Sharding vs Replication

Concept. Sharding splits one logical dataset across many machines so the cluster can hold and serve more data than any single node can; replication keeps multiple copies of each shard on different machines so a single failure doesn't drop a slice of the data offline. Real systems do both.

Intuition. When Spotify's 1 TB Listens table grows past one machine's disk, sharding by user_id spreads it over 10 machines (each holds ~100 GB), and replication keeps 3 copies of every shard on 3 different machines, so any one disk failure is invisible, and any one user's data can be served from any of 3 places.

Sharding splits 10TB of data across 3 machines; replication keeps copies on multiple nodes for fault tolerance

Production Synthesis

As visualized above, sharding divides the massive data volume (handling capacity), while replication ensures uptime and reliability by perfectly copying that data (handling availability).

In the real world, you don't choose between them; you use both.

Sharding Hurdles: Cross-shard queries • Rebalancing • Hotspots Replication Limits: Does not increase write capacity or storage scale.

Implementation Reality

While "sharding" is the generic conceptual term for slicing data, how do you actually enforce it physically across a cluster without losing track of your data?

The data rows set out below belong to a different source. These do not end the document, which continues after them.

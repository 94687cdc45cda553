// Translation architecture
//
// Backends implement `Translator` for one text at a time:
// - Google: Google Translate web endpoint
// - Ollama: local LLM with a JSON translation prompt
//
// `translate_segments` fans a whole transcription out over a backend with a
// bounded number of requests in flight.

pub mod common;
pub mod google;
pub mod ollama;

use async_trait::async_trait;
use std::sync::Arc;
use std::time::Duration;
use reqwest::Client;
use tokio::sync::Semaphore;
use tracing::{info, warn};

pub use common::*;
use crate::config::{TranslateConfig, TranslationProvider};
use crate::error::{Result, TransubError};
use crate::transcribe::Segment;

/// Main trait for translation operations
#[cfg_attr(test, mockall::automock)]
#[async_trait]
pub trait Translator: Send + Sync {
    /// Translate `text` from `source` to `target` language
    async fn translate(&self, text: &str, source: &str, target: &str) -> Result<String>;
}

/// Outcome counts of a [`translate_segments`] run
#[derive(Debug, Clone, Copy, Default, PartialEq, Eq)]
pub struct TranslationSummary {
    pub translated: usize,
    pub fallback: usize,
}

/// Translate every segment in place with at most `max_concurrency` requests in flight.
///
/// Requests are admitted strictly in segment order and may complete in any order.
/// Each segment is attempted exactly once; on any failure its translation is set to
/// its original text.
pub async fn translate_segments(
    translator: Arc<dyn Translator>,
    segments: &mut [Segment],
    source_language: &str,
    target_language: &str,
    max_concurrency: usize,
) -> TranslationSummary {
    let total = segments.len();
    let semaphore = Arc::new(Semaphore::new(max_concurrency.max(1)));
    info!("Translating {} segments with {} concurrent tasks", total, max_concurrency.max(1));

    let mut tasks = Vec::with_capacity(total);
    for (idx, segment) in segments.iter().enumerate() {
        // Permits are taken here rather than inside the task so admission follows
        // segment order regardless of which worker polls the task first
        let permit = Arc::clone(&semaphore).acquire_owned().await.ok();
        let translator = Arc::clone(&translator);
        let text = segment.text.clone();
        let source = source_language.to_string();
        let target = target_language.to_string();

        tasks.push(tokio::spawn(async move {
            let _permit = permit;
            let result = translator.translate(&text, &source, &target).await;
            match &result {
                Ok(translation) => info!("[{}/{}] Translated: {} -> {}", idx + 1, total, text, translation),
                Err(e) => warn!("[{}/{}] Translation failed ({}): {}", idx + 1, total, text, e),
            }
            result
        }));
    }

    let mut summary = TranslationSummary::default();
    for (segment, task) in segments.iter_mut().zip(tasks) {
        match task.await {
            Ok(Ok(translation)) => {
                segment.translation = Some(translation);
                summary.translated += 1;
            }
            Ok(Err(_)) => {
                segment.translation = Some(segment.text.clone());
                summary.fallback += 1;
            }
            Err(e) => {
                warn!("Translation task for \"{}\" aborted: {}", segment.text, e);
                segment.translation = Some(segment.text.clone());
                summary.fallback += 1;
            }
        }
    }

    info!("Translation finished: {} translated, {} kept original", summary.translated, summary.fallback);
    summary
}

/// Factory for creating translator instances
pub struct TranslatorFactory;

impl TranslatorFactory {
    /// Create the translator selected by `config.provider`
    pub fn create_translator(config: &TranslateConfig) -> Result<Arc<dyn Translator>> {
        let client = build_client(config)?;

        let translator: Arc<dyn Translator> = match config.provider {
            TranslationProvider::Google => {
                Arc::new(google::GoogleTranslator::new(client, config.endpoint()))
            }
            TranslationProvider::Ollama => {
                Arc::new(ollama::OllamaTranslator::new(client, config.endpoint(), config.model.clone()))
            }
        };

        Ok(translator)
    }
}

fn build_client(config: &TranslateConfig) -> Result<Client> {
    let mut builder = Client::builder().user_agent(concat!("transub/", env!("CARGO_PKG_VERSION")));
    if let Some(secs) = config.timeout_secs {
        builder = builder.timeout(Duration::from_secs(secs));
    }

    builder.build()
        .map_err(|e| TransubError::Translation(format!("Failed to create HTTP client: {}", e)))
}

In the next section, we explore Hash Partitioning and Consistent Hashing, the mathematical core that makes modern sharding possible.

Common Confusions

Q: Can replication help with scale?
Replication boosts read scale, not write capacity or data size.

Q: Why not just replicate instead of sharding?
Replication doesn't solve physical limits. A 10TB dataset won't fit on a 1TB drive, no matter how many copies you make. Sharding is essential for overcoming capacity constraints.

Q: How to choose?
Data too big? → Shard. Need high availability? → Replicate. Both? → Implement both.